*Work order*
Working from the records below, repeat exactly the lines starting at the line that contains "use crate::observability::metrics;" and ending at the line that contains "#[derive(Debug, Clone, PartialEq, Serialize, Deserialize)]", inclusive.

*Data provided*
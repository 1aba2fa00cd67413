//! Routes host output back to the channel a request arrived on.

use serde::{Deserialize, Serialize};
use tokio::sync::mpsc;

use crate::host::pending::ChannelId;
use crate::observability::metrics;
use crate::protocol::{HostMessage, Notification};
use crate::rpc::{JsonRpcResponse, REJECTED_MESSAGE};
use crate::transport::PortId;

/// A response frame on the session socket.
#[derive(Debug, Clone, PartialEq, Serialize, Deserialize)]
pub struct SessionReply {
    pub topic: String,
    pub response: JsonRpcResponse,
}

/// Weak route to a port or session.
///
/// Holding a responder never keeps a channel open: once the port is dropped
/// or the socket closes, sends are discarded.
#[derive(Debug, Clone)]
pub enum Responder {
    Port {
        id: PortId,
        tx: mpsc::WeakUnboundedSender<HostMessage>,
    },
    Session {
        topic: String,
        tx: mpsc::WeakUnboundedSender<SessionReply>,
    },
}

impl Responder {
    pub fn port(id: PortId, tx: &mpsc::UnboundedSender<HostMessage>) -> Self {
        Responder::Port {
            id,
            tx: tx.downgrade(),
        }
    }

    pub fn session(topic: impl Into<String>, tx: &mpsc::UnboundedSender<SessionReply>) -> Self {
        Responder::Session {
            topic: topic.into(),
            tx: tx.downgrade(),
        }
    }

    pub fn channel(&self) -> ChannelId {
        match self {
            Responder::Port { id, .. } => ChannelId::Port(*id),
            Responder::Session { topic, .. } => ChannelId::Session(topic.clone()),
        }
    }

    pub fn is_open(&self) -> bool {
        match self {
            Responder::Port { tx, .. } => tx.upgrade().is_some_and(|tx| !tx.is_closed()),
            Responder::Session { tx, .. } => tx.upgrade().is_some_and(|tx| !tx.is_closed()),
        }
    }

    /// Send the single response for a request. Returns false if dropped.
    pub fn respond(&self, response: JsonRpcResponse) -> bool {
        let outcome = outcome(&response);
        let id = response.id.clone();

        let delivered = match self {
            Responder::Port { tx, .. } => tx
                .upgrade()
                .is_some_and(|tx| tx.send(HostMessage::Response(response)).is_ok()),
            Responder::Session { topic, tx } => tx.upgrade().is_some_and(|tx| {
                tx.send(SessionReply {
                    topic: topic.clone(),
                    response,
                })
                .is_ok()
            }),
        };

        if delivered {
            metrics::record_response(outcome);
        } else {
            tracing::warn!(channel = %self.channel(), id = %id, "Response dropped: channel gone");
            metrics::record_response("dropped");
        }
        delivered
    }

    /// Notifications only travel over ports.
    pub fn notify(&self, notification: Notification) -> bool {
        match self {
            Responder::Port { tx, .. } => tx
                .upgrade()
                .is_some_and(|tx| tx.send(HostMessage::Notification(notification)).is_ok()),
            Responder::Session { .. } => false,
        }
    }
}

fn outcome(response: &JsonRpcResponse) -> &'static str {
    match response.error() {
        None => "success",
        Some(error) if error.code.is_none() && error.message == REJECTED_MESSAGE => "rejected",
        Some(_) => "error",
    }
}

#[cfg(test)]
mod tests {
    use super::*;
    use crate::protocol::RequestId;
    use serde_json::json;

    #[tokio::test]
    async fn test_port_route() {
        let (tx, mut rx) = mpsc::unbounded_channel();
        let responder = Responder::port(PortId::new(), &tx);
        assert!(responder.is_open());
        assert!(responder.respond(JsonRpcResponse::success(RequestId::Number(1), json!(true))));
        assert_eq!(rx.recv().await.unwrap().id(), Some(&RequestId::Number(1)));

        drop(tx);
        assert!(!responder.is_open());
        assert!(!responder.respond(JsonRpcResponse::success(RequestId::Number(2), json!(true))));
    }

    #[tokio::test]
    async fn test_session_route_carries_topic() {
        let (tx, mut rx) = mpsc::unbounded_channel();
        let responder = Responder::session("topic-1", &tx);
        assert_eq!(responder.channel(), ChannelId::Session("topic-1".into()));
        assert!(!responder.notify(Notification::config_changed(json!({}))));

        responder.respond(JsonRpcResponse::success(RequestId::Number(1), json!("0x1")));
        let reply = rx.recv().await.unwrap();
        assert_eq!(reply.topic, "topic-1");
        assert_eq!(reply.response.result(), Some(&json!("0x1")));
    }
}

*Reply*
use crate::observability::metrics;
use crate::protocol::{HostMessage, Notification};
use crate::rpc::{JsonRpcResponse, REJECTED_MESSAGE};
use crate::transport::PortId;

/// A response frame on the session socket.
#[derive(Debug, Clone, PartialEq, Serialize, Deserialize)]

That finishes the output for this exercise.